Leo McKillip

Biographical details
- Born: January 26, 1929
- Died: December 24, 2013 (aged 84) Omaha, Nebraska, U.S.

Playing career
- 1948–1950: Notre Dame
- Position: Halfback

Coaching career (HC unless noted)
- 1954: Kimball HS (NE)
- 1955–1965: Idaho State (backfield)
- 1966–1967: Idaho State
- 1970–1973: Saint Mary's
- 1974–1977: Edmonton Eskimos (assistant)
- 1978–1979: Winnipeg Blue Bombers (LB/DB)
- 1980–1982: Winnipeg Blue Bombers (DC)
- 1983–1984: Washington Federals (DC)
- 1985–1992: Dana

Administrative career (AD unless noted)
- 1986–1993: Dana

Head coaching record
- Overall: 51–75–2 (college)
- Tournaments: 0–1 (NAIA D-II playoffs)

Accomplishments and honors

Championships
- National (1949);

= Leo McKillip =

American gridiron football player, coach, and administrator (1929–2013)

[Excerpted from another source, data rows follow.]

//! Score model and instrument rewriting for retimbre.
//!
//! Reads and writes Standard MIDI Files through `midly` and re-targets a
//! transcribed score to a single instrument from a fixed catalog.
//!
//! ```ignore
//! use retimbre_score::{rewrite_for_key, Score};
//!
//! let bytes = std::fs::read("score.mid")?;
//! let mut score = Score::parse(&bytes)?;
//! rewrite_for_key(&mut score, "violin")?;
//! std::fs::write("score.mid", score.to_bytes()?)?;
//! ```

pub mod error;
pub use error::{Error, Result};

mod channel;
pub use channel::Channel;

mod event;
pub use event::{Event, TrackEvent, MAX_DELTA};

mod score;
pub use score::{Score, Track, DEFAULT_TICKS_PER_BEAT};

mod instrument;
pub use instrument::{Instrument, InstrumentProfile};

mod rewrite;
pub use rewrite::{rewrite, rewrite_for_key, RewriteSummary, CANONICAL_TEMPO_BPM};
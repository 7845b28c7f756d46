//! Tolerance constants for pipeline tests.
//!
//! Different checks need different precision levels.

/// Floating point rounding errors (exact gain, lossless float WAV round trips).
pub const FLOAT_EPSILON: f32 = 1e-6;

/// Allowed duration mismatch after transposition, in seconds.
pub const DURATION_TOLERANCE_SECS: f64 = 0.01;

/// Minimum normalized correlation for "the same signal" after DSP.
pub const CORRELATION_THRESHOLD: f32 = 0.99;

/// Allowed error in a dominant-frequency estimate, in Hz.
///
/// A few bins at 22.05 kHz with an 8192-point FFT.
pub const FREQUENCY_TOLERANCE_HZ: f32 = 8.0;

/// 16-bit quantization step size.
pub const INT16_EPSILON: f32 = 1.0 / 32768.0;
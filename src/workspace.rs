//! On-disk workspace holding the pipeline artifacts.
//!
//! A workspace is one directory with a fixed file per [`Slot`]. Writes go
//! through a temporary file in the same directory and are renamed into
//! place, so a slot is either absent or complete.

use crate::error::{Error, Result};
use fs2::FileExt;
use std::fs::{File, OpenOptions};
use std::io::Write;
use std::path::{Path, PathBuf};
use tracing::{debug, warn};

const LOCK_FILE: &str = ".retimbre.lock";
const TEMP_PREFIX: &str = ".retimbre-";

/// A named artifact in the workspace.
#[derive(Debug, Clone, Copy, PartialEq, Eq, Hash)]
pub enum Slot {
    /// Transcribed (and, after a render, rewritten) score
    Score,
    /// Recording the user uploaded, as WAV
    Reference,
    /// Normalized render, full length
    Original,
    /// Render trimmed to the reference, or its transposition
    Adjusted,
    /// Output of the last concatenation
    Merged,
}

impl Slot {
    pub const ALL: [Slot; 5] = [
        Slot::Score,
        Slot::Reference,
        Slot::Original,
        Slot::Adjusted,
        Slot::Merged,
    ];

    pub fn file_name(self) -> &'static str {
        match self {
            Slot::Score => "score.mid",
            Slot::Reference => "reference.wav",
            Slot::Original => "original.wav",
            Slot::Adjusted => "adjusted.wav",
            Slot::Merged => "merged.wav",
        }
    }

    /// Human-readable description used in errors.
    pub fn describe(self) -> &'static str {
        match self {
            Slot::Score => "score",
            Slot::Reference => "reference recording",
            Slot::Original => "original render",
            Slot::Adjusted => "adjusted render",
            Slot::Merged => "merged audio",
        }
    }
}

#[derive(Debug, Clone, PartialEq, Eq)]
pub struct Workspace {
    root: PathBuf,
}

impl Workspace {
    /// Open `root`, creating it if needed.
    pub fn open(root: impl Into<PathBuf>) -> Result<Self> {
        let root = root.into();
        std::fs::create_dir_all(&root)?;
        debug!("Opened workspace {}", root.display());
        Ok(Self { root })
    }

    pub fn root(&self) -> &Path {
        &self.root
    }

    pub fn path(&self, slot: Slot) -> PathBuf {
        self.root.join(slot.file_name())
    }

    pub fn exists(&self, slot: Slot) -> bool {
        self.path(slot).is_file()
    }

    /// Path of `slot`, or `NotFound` if it has not been written.
    pub fn require(&self, slot: Slot) -> Result<PathBuf> {
        let path = self.path(slot);
        if path.is_file() {
            Ok(path)
        } else {
            Err(Error::not_found(slot.describe(), path))
        }
    }

    pub fn read(&self, slot: Slot) -> Result<Vec<u8>> {
        let path = self.require(slot)?;
        Ok(std::fs::read(path)?)
    }

    /// Atomically replace `slot` with `bytes`.
    pub fn write(&self, slot: Slot, bytes: &[u8]) -> Result<PathBuf> {
        let target = self.path(slot);
        write_atomic(&target, bytes)?;
        debug!("Wrote {} ({} bytes)", target.display(), bytes.len());
        Ok(target)
    }

    /// Move staged files into their slots as one unit.
    ///
    /// Files must be on the workspace's filesystem. Replaced slots are moved
    /// aside first; if any rename fails, every slot already touched is put
    /// back the way it was.
    pub fn commit(&self, staged: &[(Slot, &Path)]) -> Result<Vec<PathBuf>> {
        let backups = self.scratch_dir()?;
        let mut done: Vec<(PathBuf, Option<PathBuf>)> = Vec::with_capacity(staged.len());

        for &(slot, file) in staged {
            let target = self.path(slot);
            match replace(&target, file, backups.path()) {
                Ok(backup) => done.push((target, backup)),
                Err(e) => {
                    warn!("Commit failed at {}: {}", target.display(), e);
                    rollback(done);
                    return Err(e.into());
                }
            }
        }

        let installed: Vec<PathBuf> = done.into_iter().map(|(target, _)| target).collect();
        debug!("Committed {} slots", installed.len());
        Ok(installed)
    }

    /// Scratch directory inside the workspace, removed on drop.
    pub fn scratch_dir(&self) -> Result<tempfile::TempDir> {
        Ok(tempfile::Builder::new()
            .prefix(TEMP_PREFIX)
            .tempdir_in(&self.root)?)
    }

    /// Block until this process holds the workspace lock.
    pub fn lock(&self) -> Result<File> {
        let file = self.lock_file()?;
        file.lock_exclusive()?;
        Ok(file)
    }

    /// Take the workspace lock, or fail with `Locked` if another session holds it.
    pub fn try_lock(&self) -> Result<File> {
        let file = self.lock_file()?;
        match file.try_lock_exclusive() {
            Ok(()) => Ok(file),
            Err(e) if e.kind() == fs2::lock_contended_error().kind() => {
                Err(Error::Locked(self.root.clone()))
            }
            Err(e) => Err(Error::Io(e)),
        }
    }

    fn lock_file(&self) -> Result<File> {
        Ok(OpenOptions::new()
            .create(true)
            .truncate(false)
            .write(true)
            .open(self.root.join(LOCK_FILE))?)
    }
}

/// Rename `file` over `target`, keeping any previous `target` in `backups`.
fn replace(target: &Path, file: &Path, backups: &Path) -> std::io::Result<Option<PathBuf>> {
    let backup = match target.file_name() {
        Some(name) if target.is_file() => {
            let backup = backups.join(name);
            std::fs::rename(target, &backup)?;
            Some(backup)
        }
        _ => None,
    };

    if let Err(e) = std::fs::rename(file, target) {
        if let Some(backup) = &backup {
            restore(target, backup);
        }
        return Err(e);
    }
    Ok(backup)
}

fn rollback(done: Vec<(PathBuf, Option<PathBuf>)>) {
    for (target, backup) in done.into_iter().rev() {
        match backup {
            Some(backup) => restore(&target, &backup),
            None => {
                if let Err(e) = std::fs::remove_file(&target) {
                    warn!("Could not remove {}: {}", target.display(), e);
                }
            }
        }
    }
}

fn restore(target: &Path, backup: &Path) {
    if let Err(e) = std::fs::rename(backup, target) {
        warn!("Could not restore {}: {}", target.display(), e);
    }
}

/// Write `bytes` to a sibling temporary file, then rename it over `target`.
pub(crate) fn write_atomic(target: &Path, bytes: &[u8]) -> Result<()> {
    let parent = match target.parent() {
        Some(p) if !p.as_os_str().is_empty() => p,
        _ => Path::new("."),
    };
    let mut temp = tempfile::Builder::new()
        .prefix(TEMP_PREFIX)
        .tempfile_in(parent)?;
    temp.write_all(bytes)?;
    temp.as_file().sync_all()?;
    temp.persist(target).map_err(|e| Error::Io(e.error))?;
    Ok(())
}
//! Offline time-stretching.
//!
//! Changes the duration of a buffer without changing its pitch, using a
//! phase vocoder.
//!
//! # Example
//!
//! ```ignore
//! use retimbre_audio::{time_stretch, FftSize, TimeStretchParams};
//!
//! let params = TimeStretchParams::new()
//!     .stretch_factor(1.25)
//!     .fft_size(FftSize::Large);
//! let longer = time_stretch(&buffer, &params);
//! ```

mod phase_vocoder;
mod types;

pub use phase_vocoder::PhaseVocoder;
pub use types::{FftSize, TimeStretchParams};

use crate::buffer::AudioBuffer;
use tracing::debug;

/// Stretch `buffer` by `params.stretch_factor`, keeping its sample rate.
pub fn time_stretch(buffer: &AudioBuffer, params: &TimeStretchParams) -> AudioBuffer {
    if !params.is_active() {
        return buffer.clone();
    }

    let vocoder = PhaseVocoder::new(params.fft_size);
    let samples = vocoder.stretch(buffer.samples(), params.stretch_factor);
    debug!(
        "Time-stretched {} -> {} samples (factor {:.4}, fft {})",
        buffer.len(),
        samples.len(),
        params.stretch_factor,
        vocoder.fft_size()
    );

    AudioBuffer::from_parts(samples, buffer.sample_rate())
}
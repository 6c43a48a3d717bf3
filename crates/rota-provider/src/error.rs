//! Error types for the rota-provider crate.

use std::time::Duration;

/// Errors produced while talking to a single provider endpoint.
#[derive(Debug, thiserror::Error)]
pub enum ProviderError {
    /// Transport-level failure (connection refused, DNS, TLS, body read)
    #[error("HTTP error: {0}")]
    Http(#[from] reqwest::Error),

    /// Provider answered with a non-2xx status
    #[error("HTTP {status}: {body}")]
    Api { status: u16, body: String },

    /// 2xx response that lacks the fields this wire family expects
    #[error("Invalid response: {0}")]
    InvalidResponse(String),

    /// The attempt did not complete within its time budget
    #[error("Timed out after {0:?}")]
    Timeout(Duration),

    /// JSON serialization/deserialization error
    #[error("Serialization error: {0}")]
    Serialization(#[from] serde_json::Error),
}

impl ProviderError {
    /// HTTP status carried by the error, if the provider answered at all.
    pub fn status(&self) -> Option<u16> {
        match self {
            ProviderError::Api { status, .. } => Some(*status),
            ProviderError::Http(err) => err.status().map(|s| s.as_u16()),
            _ => None,
        }
    }
}
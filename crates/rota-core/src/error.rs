//! Error types for the rota-core crate.

/// Classified failure of one attempt against one provider.
///
/// These are retry signals inside a rotation; callers only ever see the last
/// one, wrapped in [`RotationError::Exhausted`].
#[derive(Debug, Clone, PartialEq, Eq, thiserror::Error)]
pub enum AttemptError {
    /// Provider signalled rate limiting; it is put into cooldown.
    #[error("{provider} is rate limited: {message}")]
    RateLimited { provider: String, message: String },

    /// Timeout, 5xx, transport or parse failure; the provider is only skipped.
    #[error("{provider} failed: {message}")]
    Transient { provider: String, message: String },
}

impl AttemptError {
    /// Provider the attempt was sent to.
    pub fn provider(&self) -> &str {
        match self {
            AttemptError::RateLimited { provider, .. } | AttemptError::Transient { provider, .. } => {
                provider
            }
        }
    }

    /// Whether this failure put the provider into cooldown.
    pub fn is_rate_limit(&self) -> bool {
        matches!(self, AttemptError::RateLimited { .. })
    }
}

/// Errors returned from a rotation.
#[derive(Debug, thiserror::Error)]
pub enum RotationError {
    /// No provider is usable at all; raised before any network call.
    #[error("No provider available: {0}")]
    Configuration(String),

    /// Every eligible provider failed or the attempt cap was reached.
    #[error("All providers failed after {attempts} attempt(s). Last error: {last}")]
    Exhausted { attempts: usize, last: AttemptError },
}

impl RotationError {
    /// The last classified attempt error, if any attempt was made.
    pub fn last_attempt(&self) -> Option<&AttemptError> {
        match self {
            RotationError::Configuration(_) => None,
            RotationError::Exhausted { last, .. } => Some(last),
        }
    }
}

/// Invalid provider declarations.
#[derive(Debug, Clone, PartialEq, Eq, thiserror::Error)]
pub enum RegistryError {
    /// Two providers share a name.
    #[error("Duplicate provider name: {0}")]
    DuplicateName(String),

    /// Two providers share a priority.
    #[error("Providers {first} and {second} share priority {priority}")]
    DuplicatePriority {
        priority: u32,
        first: String,
        second: String,
    },
}

/// Errors reading or writing the settings file.
#[derive(Debug, thiserror::Error)]
pub enum ConfigError {
    /// I/O error
    #[error("IO error: {0}")]
    Io(#[from] std::io::Error),

    /// JSON serialization/deserialization error
    #[error("Serialization error: {0}")]
    Serialization(#[from] serde_json::Error),
}
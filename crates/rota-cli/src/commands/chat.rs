//! Interactive chat loop.

use super::{describe_error, format_remaining, providers};
use rota_core::RotationEngine;
use rota_provider::{ChatMessage, ChatOptions};
use std::io::Write;
use tokio::io::{AsyncBufReadExt, BufReader};

#[derive(Debug, PartialEq, Eq)]
enum Input {
    Message(String),
    Status,
    Reset,
    Clear,
    Help,
    Quit,
    Unknown(String),
    Empty,
}

fn parse_input(line: &str) -> Input {
    let line = line.trim();
    if line.is_empty() {
        return Input::Empty;
    }
    if !line.starts_with('/') {
        return Input::Message(line.to_string());
    }
    match line {
        "/status" => Input::Status,
        "/reset" => Input::Reset,
        "/clear" => Input::Clear,
        "/help" => Input::Help,
        "/quit" | "/exit" => Input::Quit,
        other => Input::Unknown(other.to_string()),
    }
}

const HELP: &str = "\
/status  show providers and cooldowns
/reset   clear all cooldowns
/clear   forget the conversation so far
/quit    leave";

/// Run interactive chat mode.
pub async fn run(
    engine: &RotationEngine,
    system: Option<&str>,
    options: &ChatOptions,
) -> anyhow::Result<()> {
    let mut history: Vec<ChatMessage> = system.map(ChatMessage::system).into_iter().collect();
    let base_len = history.len();

    println!("rota chat. Type /help for commands.");
    let mut lines = BufReader::new(tokio::io::stdin()).lines();

    loop {
        print!("> ");
        std::io::stdout().flush()?;

        let Some(line) = lines.next_line().await? else {
            break;
        };

        match parse_input(&line) {
            Input::Empty => continue,
            Input::Quit => break,
            Input::Help => println!("{HELP}"),
            Input::Unknown(command) => println!("Unknown command: {command}. Type /help."),
            Input::Status => {
                providers::print_table(&engine.status());
            }
            Input::Reset => {
                engine.reset_cooldowns();
                println!("Cooldowns cleared.");
            }
            Input::Clear => {
                history.truncate(base_len);
                println!("Conversation cleared.");
            }
            Input::Message(text) => {
                history.push(ChatMessage::user(text));
                match engine.chat_detailed(&history, options).await {
                    Ok(response) => {
                        println!("{}", response.text);
                        println!("  [{} · {}]", response.provider, response.model);
                        history.push(ChatMessage::assistant(response.text));
                    }
                    Err(err) => {
                        history.pop();
                        eprintln!("{}", describe_error(&err));
                        if let Some(next) = engine.snapshot().into_iter().min_by_key(|s| s.remaining) {
                            eprintln!(
                                "  {} is available again in {}",
                                next.name,
                                format_remaining(next.remaining)
                            );
                        }
                    }
                }
            }
        }
    }

    Ok(())
}
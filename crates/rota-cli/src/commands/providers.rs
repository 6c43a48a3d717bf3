use super::format_remaining;
use rota_core::{ProviderStatus, RotationEngine};

pub fn run(engine: &RotationEngine, json: bool) -> anyhow::Result<()> {
    let statuses = engine.status();
    if json {
        println!("{}", serde_json::to_string_pretty(&to_json(&statuses))?);
    } else {
        print_table(&statuses);
    }
    Ok(())
}

pub fn print_table(statuses: &[ProviderStatus]) {
    println!(
        "{:<12} {:<5} {:>4}  {:<18} {:<28} STATE",
        "PROVIDER", "TIER", "PRIO", "FAMILY", "MODEL"
    );
    for s in statuses {
        println!(
            "{:<12} {:<5} {:>4}  {:<18} {:<28} {}",
            s.name,
            s.tier,
            s.priority,
            s.family,
            s.model,
            state_label(s)
        );
    }
}

fn state_label(status: &ProviderStatus) -> String {
    match (status.available, status.cooldown_remaining) {
        (false, _) => "not configured".to_string(),
        (true, Some(remaining)) => format!("cooling down ({})", format_remaining(remaining)),
        (true, None) => "ready".to_string(),
    }
}

fn to_json(statuses: &[ProviderStatus]) -> serde_json::Value {
    statuses
        .iter()
        .map(|s| {
            serde_json::json!({
                "name": s.name,
                "tier": s.tier,
                "priority": s.priority,
                "family": s.family,
                "model": s.model,
                "available": s.available,
                "cooldown_secs": s.cooldown_remaining.map(|r| r.as_secs()),
            })
        })
        .collect()
}

#[cfg(test)]
mod tests {
    use super::*;
    use rota_provider::{Tier, WireFamily};
    use std::time::Duration;

    fn status(available: bool, cooldown: Option<u64>) -> ProviderStatus {
        ProviderStatus {
            name: "groq".to_string(),
            tier: Tier::Free,
            priority: 30,
            family: WireFamily::OpenAiCompatible,
            model: "llama3-70b-8192".to_string(),
            available,
            cooldown_remaining: cooldown.map(Duration::from_secs),
        }
    }

    #[test]
    fn test_state_label() {
        assert_eq!(state_label(&status(true, None)), "ready");
        assert_eq!(state_label(&status(true, Some(42))), "cooling down (42s)");
        assert_eq!(state_label(&status(false, None)), "not configured");
    }

    #[test]
    fn test_to_json() {
        let value = to_json(&[status(true, Some(5))]);
        assert_eq!(value[0]["name"], "groq");
        assert_eq!(value[0]["tier"], "free");
        assert_eq!(value[0]["family"], "openai-compatible");
        assert_eq!(value[0]["cooldown_secs"], 5);
    }
}
//! Deterministic provider selection.

use crate::config::Config;
use crate::cooldown::CooldownTracker;
use crate::registry::{resolve, ProviderRegistry};
use rota_provider::{Endpoint, ProviderDescriptor};
use std::collections::BTreeSet;

/// Providers already attempted within one call.
///
/// Adding a name produces a new set, so each loop iteration sees a fixed
/// snapshot of what has been tried.
#[derive(Debug, Clone, Default, PartialEq, Eq)]
pub struct ExcludeSet(BTreeSet<String>);

impl ExcludeSet {
    pub fn new() -> Self {
        Self::default()
    }

    /// This set plus `name`.
    #[must_use]
    pub fn with(&self, name: &str) -> Self {
        let mut next = self.0.clone();
        next.insert(name.to_string());
        Self(next)
    }

    pub fn contains(&self, name: &str) -> bool {
        self.0.contains(name)
    }

    pub fn len(&self) -> usize {
        self.0.len()
    }

    pub fn is_empty(&self) -> bool {
        self.0.is_empty()
    }
}

/// A provider chosen for the next attempt, with its resolved endpoint.
#[derive(Debug, Clone)]
pub struct Candidate<'a> {
    pub descriptor: &'a ProviderDescriptor,
    pub endpoint: Endpoint,
}

/// Pick the next provider to try.
///
/// Returns the first provider in ascending priority that is not excluded,
/// not cooling down and available under `config`. A provider named by
/// `config.mode` is tried first when it passes the same checks; otherwise
/// the preference is ignored.
pub fn select<'a>(
    registry: &'a ProviderRegistry,
    tracker: &CooldownTracker,
    config: &Config,
    exclude: &ExcludeSet,
) -> Option<Candidate<'a>> {
    let eligible = |descriptor: &'a ProviderDescriptor| -> Option<Candidate<'a>> {
        if exclude.contains(&descriptor.name) || tracker.is_in_cooldown(&descriptor.name) {
            return None;
        }
        let resolved = resolve(descriptor, config);
        resolved.available.then_some(Candidate {
            descriptor,
            endpoint: resolved.endpoint,
        })
    };

    if let Some(preferred) = config.preferred_provider().and_then(|name| registry.get(name)) {
        if let Some(candidate) = eligible(preferred) {
            return Some(candidate);
        }
    }

    registry.providers().iter().find_map(eligible)
}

William "Leo" McKillip (January 26, 1929 – December 24, 2013) was an American football coach and college athletics administrator. He served as the head football coach at Idaho State University from 1966 to 1967, Saint Mary's College of California from 1970 to 1973, and Dana College in Blair, Nebraska, from 1985 to 1992. McKillip was also the athletic director at Dana from 1986 to 1993.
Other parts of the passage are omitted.